During the spring of 2013 I contacted a number of authors whose work I was impressed with and floated the idea of a joint venture to generate an anthology of original short stories. The first challenge was to find the appropriate contact details for my favourite authors. It is perhaps unsurprising that authors who already have a primary day-job will choose to make themselves less obvious, but it is clear that it was not easy. As success in the field of self publishing is a popularity contest perhaps it is worth considering becoming more visible to your potential audience.
Luckily, the response I did got was highly positive. There was a lot of drive and ambition to launch into a project of this type. Rather rapidly we put together a venture with five and then six authors. Those who had to say no were constrained by those same primary day jobs and the rather short deadline. A short deadline was deliberate to focus attention; we all like to see product soon after effort and this was no exception.
Importantly, we agreed upfront the basic framework of the joint venture and the expectations that we would place upon each other. This paperwork is very important both to protect the individual but also to set expectations regarding all aspects of the work from authoring to publication and marketing to duration of the venture and ownership. A marketing plan was drawn up and stories written. There were no constraints placed upon the content of each short story, other than it needed to be original and previously unpublished. None of us knew what the final product would look like.
The voyage of adventure peaked during summer 2013 when short stories were submitted, first one then two then most by the deadline. Inevitably there is a short hiatus for the final story, we can either chose to think of that as a pain or as a delightful wait for the last unknown gift to arrive. As a joint venture of emerging authors it was incredible to see products of quality arriving so a slight wait while we enjoyed a summer vacation seems (now) to be nothing.
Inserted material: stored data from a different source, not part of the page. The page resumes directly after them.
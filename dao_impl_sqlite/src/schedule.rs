use std::sync::Arc;

use crate::{ResultDbErrorExt, TransactionImpl};
use async_trait::async_trait;
use dao::{
    schedule::{ScheduleDao, ScheduleEntity},
    DaoError,
};
use kidbook_utils::{parse_clock_time, DayOfWeek};
use sqlx::{query_as, FromRow};
use tracing::instrument;

#[derive(Debug, FromRow)]
struct ScheduleDb {
    id: i64,
    service_id: i64,
    coach_id: Option<i64>,
    day_of_week: i64,
    start_time: String,
    end_time: String,
    available_slots: i64,
    is_active: bool,
}
impl TryFrom<&ScheduleDb> for ScheduleEntity {
    type Error = DaoError;
    fn try_from(schedule: &ScheduleDb) -> Result<Self, Self::Error> {
        Ok(Self {
            id: schedule.id,
            service_id: schedule.service_id,
            coach_id: schedule.coach_id,
            day_of_week: DayOfWeek::try_from(schedule.day_of_week)?,
            start_time: parse_clock_time(&schedule.start_time)?,
            end_time: parse_clock_time(&schedule.end_time)?,
            available_slots: i32::try_from(schedule.available_slots).map_db_error()?,
            is_active: schedule.is_active,
        })
    }
}

const SELECT_SCHEDULE: &str = "SELECT id, service_id, coach_id, day_of_week, start_time, end_time, available_slots, is_active FROM schedules";

pub struct ScheduleDaoImpl {
    pub _pool: Arc<sqlx::SqlitePool>,
}
impl ScheduleDaoImpl {
    pub fn new(pool: Arc<sqlx::SqlitePool>) -> Self {
        Self { _pool: pool }
    }
}

#[async_trait]
impl ScheduleDao for ScheduleDaoImpl {
    type Transaction = TransactionImpl;

    /// SQLite has no row locks. Transactions begin with `BEGIN IMMEDIATE`,
    /// so the database write lock is already held here and serializes every
    /// concurrent reservation until commit or rollback.
    #[instrument(skip(self, tx))]
    async fn lock_active(
        &self,
        id: i64,
        tx: Self::Transaction,
    ) -> Result<Option<ScheduleEntity>, DaoError> {
        let sql = format!("{SELECT_SCHEDULE} WHERE id = ? AND is_active = 1");
        let schedule = query_as::<_, ScheduleDb>(&sql)
            .bind(id)
            .fetch_optional(tx.tx.lock().await.as_mut())
            .await
            .map_db_error()?;
        schedule.as_ref().map(ScheduleEntity::try_from).transpose()
    }

    async fn find_by_id(
        &self,
        id: i64,
        tx: Self::Transaction,
    ) -> Result<Option<ScheduleEntity>, DaoError> {
        let sql = format!("{SELECT_SCHEDULE} WHERE id = ?");
        let schedule = query_as::<_, ScheduleDb>(&sql)
            .bind(id)
            .fetch_optional(tx.tx.lock().await.as_mut())
            .await
            .map_db_error()?;
        schedule.as_ref().map(ScheduleEntity::try_from).transpose()
    }
}
use std::sync::Arc;

use async_trait::async_trait;
use mockall::automock;

use crate::ServiceError;

#[derive(Clone, Copy, Debug, PartialEq, Eq, Hash)]
pub struct SlotRequest {
    pub schedule_id: i64,
    pub session_date: time::Date,
}

/// A seat held for one requested session, with the schedule data the
/// session row copies.
#[derive(Clone, Debug, PartialEq, Eq)]
pub struct ReservedSlot {
    pub schedule_id: i64,
    pub service_id: i64,
    pub session_date: time::Date,
    pub start_time: time::Time,
    pub end_time: time::Time,
    pub coach_id: Option<i64>,
}

#[automock(type Transaction = dao::MockTransaction;)]
#[async_trait]
pub trait SlotReservationService {
    type Transaction: dao::Transaction;

    /// Locks each requested schedule in the given order and checks that a
    /// seat is left on the requested date. Must run inside the transaction
    /// which persists the sessions, since the locks end with it.
    ///
    /// Seats taken by earlier entries of the same `requests` slice count as
    /// occupied, so callers that do not deduplicate pairs stay within
    /// capacity too.
    ///
    /// Fails with `ScheduleNotFound` for unknown or inactive schedules and
    /// with `SlotConflict` (1-based request index) for full slots.
    async fn reserve(
        &self,
        requests: &[SlotRequest],
        tx: Self::Transaction,
    ) -> Result<Arc<[ReservedSlot]>, ServiceError>;
}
I say again that the quality of the stories was amazing, not just the plots and characters but the sheer craft of authors to prepare manuscripts essentially free of errors. It makes proof reading so much easier. It put a good pressure on the preparation of the final article. The authors had shown their intent and their eagle eyes for errors and inconsistencies. There was a continuous drive towards achieving the best possible most professional standard in formatting and presentation.
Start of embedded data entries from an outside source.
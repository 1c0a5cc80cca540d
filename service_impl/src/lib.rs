pub mod booking;
pub mod booking_number;
pub mod clock;
pub mod config;
pub mod confirmation;
pub mod macros;
pub mod pricing;
pub mod slot_reservation;
pub mod uuid_service;
use std::fmt::{Display, Formatter};
use thiserror::*;

use time::{format_description::BorrowedFormatItem, macros::format_description, Weekday};

const ISO_DATE: &[BorrowedFormatItem<'static>] = format_description!("[year]-[month]-[day]");
const CLOCK_TIME: &[BorrowedFormatItem<'static>] =
    format_description!("[hour]:[minute]:[second]");
const CLOCK_TIME_SHORT: &[BorrowedFormatItem<'static>] = format_description!("[hour]:[minute]");

#[derive(Debug, Error)]
pub enum DateUtilsError {
    #[error("Invalid date: {0}")]
    DateError(#[from] time::error::ComponentRange),

    #[error("Could not parse {0}: {1}")]
    ParseError(String, time::error::Parse),

    #[error("Could not format value: {0}")]
    FormatError(#[from] time::error::Format),

    #[error("Invalid day of week number: {0}")]
    InvalidDayOfWeek(i64),
}

/// Day of week as stored by the schedule tables: 0 is Sunday, 6 is Saturday.
#[derive(Debug, PartialEq, Eq, Clone, Copy, PartialOrd, Ord, Hash)]
pub enum DayOfWeek {
    Sunday,
    Monday,
    Tuesday,
    Wednesday,
    Thursday,
    Friday,
    Saturday,
}

impl From<Weekday> for DayOfWeek {
    fn from(weekday: Weekday) -> Self {
        match weekday {
            Weekday::Monday => Self::Monday,
            Weekday::Tuesday => Self::Tuesday,
            Weekday::Wednesday => Self::Wednesday,
            Weekday::Thursday => Self::Thursday,
            Weekday::Friday => Self::Friday,
            Weekday::Saturday => Self::Saturday,
            Weekday::Sunday => Self::Sunday,
        }
    }
}
impl From<DayOfWeek> for Weekday {
    fn from(day_of_week: DayOfWeek) -> Self {
        match day_of_week {
            DayOfWeek::Monday => Self::Monday,
            DayOfWeek::Tuesday => Self::Tuesday,
            DayOfWeek::Wednesday => Self::Wednesday,
            DayOfWeek::Thursday => Self::Thursday,
            DayOfWeek::Friday => Self::Friday,
            DayOfWeek::Saturday => Self::Saturday,
            DayOfWeek::Sunday => Self::Sunday,
        }
    }
}

impl Display for DayOfWeek {
    fn fmt(&self, f: &mut Formatter<'_>) -> std::fmt::Result {
        write!(
            f,
            "{}",
            match self {
                DayOfWeek::Sunday => "Sunday",
                DayOfWeek::Monday => "Monday",
                DayOfWeek::Tuesday => "Tuesday",
                DayOfWeek::Wednesday => "Wednesday",
                DayOfWeek::Thursday => "Thursday",
                DayOfWeek::Friday => "Friday",
                DayOfWeek::Saturday => "Saturday",
            }
        )
    }
}

impl DayOfWeek {
    pub fn to_number(&self) -> u8 {
        match self {
            DayOfWeek::Sunday => 0,
            DayOfWeek::Monday => 1,
            DayOfWeek::Tuesday => 2,
            DayOfWeek::Wednesday => 3,
            DayOfWeek::Thursday => 4,
            DayOfWeek::Friday => 5,
            DayOfWeek::Saturday => 6,
        }
    }

    pub fn from_number(number: u8) -> Option<Self> {
        match number {
            0 => Some(DayOfWeek::Sunday),
            1 => Some(DayOfWeek::Monday),
            2 => Some(DayOfWeek::Tuesday),
            3 => Some(DayOfWeek::Wednesday),
            4 => Some(DayOfWeek::Thursday),
            5 => Some(DayOfWeek::Friday),
            6 => Some(DayOfWeek::Saturday),
            _ => None,
        }
    }
}

impl TryFrom<i64> for DayOfWeek {
    type Error = DateUtilsError;

    fn try_from(number: i64) -> Result<Self, Self::Error> {
        u8::try_from(number)
            .ok()
            .and_then(DayOfWeek::from_number)
            .ok_or(DateUtilsError::InvalidDayOfWeek(number))
    }
}

/// Parses a calendar date in `YYYY-MM-DD` form.
pub fn parse_iso_date(value: &str) -> Result<time::Date, DateUtilsError> {
    time::Date::parse(value, ISO_DATE)
        .map_err(|err| DateUtilsError::ParseError(value.to_string(), err))
}

pub fn format_iso_date(date: time::Date) -> Result<String, DateUtilsError> {
    Ok(date.format(ISO_DATE)?)
}

/// Parses a wall clock time. Accepts `HH:MM:SS` and `HH:MM`.
pub fn parse_clock_time(value: &str) -> Result<time::Time, DateUtilsError> {
    time::Time::parse(value, CLOCK_TIME)
        .or_else(|_| time::Time::parse(value, CLOCK_TIME_SHORT))
        .map_err(|err| DateUtilsError::ParseError(value.to_string(), err))
}

/// Formats a wall clock time as `HH:MM:SS`.
pub fn format_clock_time(time: time::Time) -> Result<String, DateUtilsError> {
    Ok(time.format(CLOCK_TIME)?)
}
use axum::{
    body::Body,
    http::{Request, StatusCode},
    response::Response,
};
use http_body_util::BodyExt;
use rest::PARENT_ID_HEADER;
use serde_json::json;
use tokio::task::JoinSet;
use tower::ServiceExt;

use crate::integration_test::*;

fn post_booking(parent_id: i64, body: &serde_json::Value) -> Request<Body> {
    Request::builder()
        .method("POST")
        .uri("/bookings")
        .header("content-type", "application/json")
        .header(PARENT_ID_HEADER, parent_id.to_string())
        .body(Body::from(body.to_string()))
        .unwrap()
}

fn single_booking_body(child_id: i64, schedule_id: i64, session_date: &str) -> serde_json::Value {
    json!({
        "child_id": child_id,
        "service_id": FOOTBALL,
        "booking_type": "single",
        "session_dates": [{"schedule_id": schedule_id, "session_date": session_date}],
    })
}

async fn json_body(response: Response) -> serde_json::Value {
    let bytes = response.into_body().collect().await.unwrap().to_bytes();
    serde_json::from_slice(&bytes).unwrap()
}

#[tokio::test]
async fn test_create_and_fetch_booking() {
    let test_setup = TestSetup::new().await;
    let router = rest::build_router(test_setup.rest_state.clone());
    let session_date = days_from_today(7);

    let body = json!({
        "child_id": CHILD,
        "service_id": FOOTBALL,
        "booking_type": "trial",
        "session_dates": [{"schedule_id": FOOTBALL_MONDAY, "session_date": session_date}],
        "parent_notes": "First time on a pitch",
    });
    let response = router
        .clone()
        .oneshot(post_booking(PARENT.parent_id, &body))
        .await
        .unwrap();
    assert_eq!(response.status(), StatusCode::CREATED);
    let created = json_body(response).await;
    assert_eq!(created["data"]["total_amount"], "10.00");
    assert_eq!(created["data"]["status"], "pending");
    assert_eq!(created["data"]["booking_type"], "trial");
    assert_eq!(created["data"]["sessions"][0]["session_date"], session_date);
    assert_eq!(created["data"]["sessions"][0]["start_time"], "09:30:00");
    assert_eq!(created["data"]["sessions"][0]["coach_name"], "Sam Taylor");
    let booking_id = created["data"]["booking_id"].as_i64().unwrap();

    let response = router
        .clone()
        .oneshot(
            Request::builder()
                .uri(format!("/bookings/{booking_id}"))
                .header(PARENT_ID_HEADER, PARENT.parent_id.to_string())
                .body(Body::empty())
                .unwrap(),
        )
        .await
        .unwrap();
    assert_eq!(response.status(), StatusCode::OK);
    let detail = json_body(response).await;
    assert_eq!(detail["data"]["booking_number"], created["data"]["booking_number"]);
    assert_eq!(detail["data"]["vendor_name"], "Little Kickers");
    assert_eq!(detail["data"]["parent_notes"], "First time on a pitch");
    assert_eq!(detail["data"]["$version"], 1);
    assert_eq!(detail["data"]["next_session"]["session_number"], 1);

    let response = router
        .oneshot(
            Request::builder()
                .uri(format!("/bookings/{booking_id}"))
                .header(PARENT_ID_HEADER, OTHER_PARENT.parent_id.to_string())
                .body(Body::empty())
                .unwrap(),
        )
        .await
        .unwrap();
    assert_eq!(response.status(), StatusCode::FORBIDDEN);
}

#[tokio::test]
async fn test_validation_errors_over_http() {
    let test_setup = TestSetup::new().await;
    let router = rest::build_router(test_setup.rest_state.clone());

    let response = router
        .clone()
        .oneshot(post_booking(
            PARENT.parent_id,
            &single_booking_body(CHILD, FOOTBALL_MONDAY, &days_from_today(-2)),
        ))
        .await
        .unwrap();
    assert_eq!(response.status(), StatusCode::BAD_REQUEST);
    assert_eq!(json_body(response).await["error"]["code"], "PAST_DATE_BOOKING");

    let response = router
        .oneshot(post_booking(
            OTHER_PARENT.parent_id,
            &single_booking_body(CHILD, FOOTBALL_MONDAY, &days_from_today(7)),
        ))
        .await
        .unwrap();
    assert_eq!(response.status(), StatusCode::NOT_FOUND);
    assert_eq!(json_body(response).await["error"]["code"], "CHILD_NOT_FOUND");

    assert_eq!(test_setup.count_rows("bookings").await, 0);
}

#[tokio::test(flavor = "multi_thread", worker_threads = 2)]
async fn test_last_slot_over_http() {
    let test_setup = TestSetup::new().await;
    let router = rest::build_router(test_setup.rest_state.clone());
    let session_date = days_from_today(10);

    let mut join_set = JoinSet::new();
    for (principal, child_id) in [(PARENT, CHILD), (OTHER_PARENT, OTHER_CHILD)] {
        let request = post_booking(
            principal.parent_id,
            &single_booking_body(child_id, FOOTBALL_WEDNESDAY, &session_date),
        );
        join_set.spawn(router.clone().oneshot(request));
    }

    let mut statuses = Vec::new();
    while let Some(response) = join_set.join_next().await {
        statuses.push(response.unwrap().unwrap().status());
    }
    statuses.sort();

    assert_eq!(statuses, vec![StatusCode::CREATED, StatusCode::CONFLICT]);
    assert_eq!(
        test_setup.occupied(FOOTBALL_WEDNESDAY, &session_date).await,
        1
    );
}
/// The authenticated parent on whose behalf a request runs.
#[derive(Clone, Copy, Debug, PartialEq, Eq, Hash)]
pub struct ParentPrincipal {
    pub parent_id: i64,
}

impl ParentPrincipal {
    pub fn new(parent_id: i64) -> Self {
        Self { parent_id }
    }
}
use std::sync::Arc;

use crate::{ResultDbErrorExt, TransactionImpl};
use async_trait::async_trait;
use dao::{
    child::{ChildDao, ChildEntity},
    DaoError,
};
use sqlx::{query_as, FromRow};

#[derive(Debug, FromRow)]
struct ChildDb {
    id: i64,
    parent_id: i64,
    name: String,
}
impl From<&ChildDb> for ChildEntity {
    fn from(child: &ChildDb) -> Self {
        Self {
            id: child.id,
            parent_id: child.parent_id,
            name: child.name.as_str().into(),
        }
    }
}

pub struct ChildDaoImpl {
    pub _pool: Arc<sqlx::SqlitePool>,
}
impl ChildDaoImpl {
    pub fn new(pool: Arc<sqlx::SqlitePool>) -> Self {
        Self { _pool: pool }
    }
}

#[async_trait]
impl ChildDao for ChildDaoImpl {
    type Transaction = TransactionImpl;

    async fn find_by_id_and_parent(
        &self,
        id: i64,
        parent_id: i64,
        tx: Self::Transaction,
    ) -> Result<Option<ChildEntity>, DaoError> {
        Ok(query_as::<_, ChildDb>(
            "SELECT id, parent_id, name FROM children WHERE id = ? AND parent_id = ?",
        )
        .bind(id)
        .bind(parent_id)
        .fetch_optional(tx.tx.lock().await.as_mut())
        .await
        .map_db_error()?
        .as_ref()
        .map(ChildEntity::from))
    }

    async fn find_name(
        &self,
        id: i64,
        tx: Self::Transaction,
    ) -> Result<Option<Arc<str>>, DaoError> {
        Ok(
            query_as::<_, (String,)>("SELECT name FROM children WHERE id = ?")
                .bind(id)
                .fetch_optional(tx.tx.lock().await.as_mut())
                .await
                .map_db_error()?
                .map(|(name,)| name.into()),
        )
    }
}
use std::{sync::Arc, time::Duration};

use sqlx::{
    query,
    sqlite::{SqliteConnectOptions, SqliteJournalMode, SqlitePoolOptions},
    SqlitePool,
};
use tempfile::TempDir;

use crate::TransactionImpl;

pub async fn setup_pool() -> Arc<SqlitePool> {
    let pool = SqlitePoolOptions::new()
        .max_connections(1)
        .connect("sqlite::memory:")
        .await
        .unwrap();
    sqlx::migrate!("../migrations/sqlite")
        .run(&pool)
        .await
        .unwrap();
    Arc::new(pool)
}

/// A migrated WAL database file shared by two connections. Keep the
/// returned directory alive for as long as the pool is used.
pub async fn setup_file_pool(busy_timeout: Duration) -> (Arc<SqlitePool>, TempDir) {
    let dir = tempfile::tempdir().unwrap();
    let options = SqliteConnectOptions::new()
        .filename(dir.path().join("kidbook.sqlite3"))
        .create_if_missing(true)
        .journal_mode(SqliteJournalMode::Wal)
        .busy_timeout(busy_timeout);
    let pool = SqlitePoolOptions::new()
        .max_connections(2)
        .connect_with(options)
        .await
        .unwrap();
    sqlx::migrate!("../migrations/sqlite")
        .run(&pool)
        .await
        .unwrap();
    (Arc::new(pool), dir)
}

pub async fn count_rows(tx: &TransactionImpl, table: &str) -> i64 {
    let (count,): (i64,) = sqlx::query_as(&format!("SELECT count(*) FROM {table}"))
        .fetch_one(tx.tx.lock().await.as_mut())
        .await
        .unwrap();
    count
}

pub async fn insert_vendor(tx: &TransactionImpl, id: i64, business_name: &str) {
    query("INSERT INTO vendors (id, business_name) VALUES (?, ?)")
        .bind(id)
        .bind(business_name)
        .execute(tx.tx.lock().await.as_mut())
        .await
        .unwrap();
}

pub async fn insert_child(tx: &TransactionImpl, id: i64, parent_id: i64, name: &str) {
    query("INSERT INTO children (id, parent_id, name) VALUES (?, ?, ?)")
        .bind(id)
        .bind(parent_id)
        .bind(name)
        .execute(tx.tx.lock().await.as_mut())
        .await
        .unwrap();
}

pub async fn insert_coach(tx: &TransactionImpl, id: i64, vendor_id: i64, full_name: &str) {
    query("INSERT INTO coaches (id, vendor_id, full_name) VALUES (?, ?, ?)")
        .bind(id)
        .bind(vendor_id)
        .bind(full_name)
        .execute(tx.tx.lock().await.as_mut())
        .await
        .unwrap();
}

pub async fn insert_offering(tx: &TransactionImpl, id: i64, vendor_id: i64, status: &str) {
    query(
        "INSERT INTO services (id, vendor_id, name, price_per_session_cents, trial_price_cents, package_4_price_cents, status) VALUES (?, ?, 'Junior Football', 1500, 1000, NULL, ?)",
    )
    .bind(id)
    .bind(vendor_id)
    .bind(status)
    .execute(tx.tx.lock().await.as_mut())
    .await
    .unwrap();
}

pub async fn insert_schedule(
    tx: &TransactionImpl,
    id: i64,
    service_id: i64,
    coach_id: Option<i64>,
    available_slots: i32,
    is_active: bool,
) {
    query(
        "INSERT INTO schedules (id, service_id, coach_id, day_of_week, start_time, end_time, available_slots, is_active) VALUES (?, ?, ?, 1, '09:30:00', '10:30:00', ?, ?)",
    )
    .bind(id)
    .bind(service_id)
    .bind(coach_id)
    .bind(available_slots)
    .bind(is_active)
    .execute(tx.tx.lock().await.as_mut())
    .await
    .unwrap();
}

/// Vendor 1 with coach 1, active offering 1 and a Monday schedule 1 with
/// two seats, child 1 of parent 100.
pub async fn insert_catalog(tx: &TransactionImpl) {
    insert_vendor(tx, 1, "Little Kickers").await;
    insert_coach(tx, 1, 1, "Sam Taylor").await;
    insert_offering(tx, 1, 1, "active").await;
    insert_schedule(tx, 1, 1, Some(1), 2, true).await;
    insert_child(tx, 1, 100, "Mia").await;
}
Six authors and one editor can generate a lot of opinions especially when it comes to tricky issues such as the all important title and cover image. A striking cover image is truly essential in the packed market place and we used a good deal of time getting that to a position where not only we agreed but we were happy. There is always a risk of death by committee in these situations, but we got through this stage neatly and the product is something that works both on a small icon and a large image. The Brownian Motion towards a book title ended up with a punchy number that captures rather well the stories inside. It was well worth the effort to get a name that we can be happy with and importantly had an available URL (ie www.disruptedworlds.com!) for marketing purposes.
The final piece was easy, even though I thought that it would be contentious; setting a price for a book with 75000 words and the efforts of six authors you might think to be a challenge. On the contrary, my initial proposition was roundly rejected as being substantially above the level that the market would support. There was a very clear decision that we must keep a clear head and aim at a balanced price that showed our belief in the quality of the product whilst not pricing ourselves out of the opportunity to attract the audience we really wanted.
Publishing this eBook on KDP and as a paperback through Createspace initially is a first step towards attempting to get the message out there. What we really need is to attract new readers to pick up this excellent work and share good words about it. We have set the ball in motion by focusing on the quality of the publication, now begins the hard work of getting the attention of you the readers!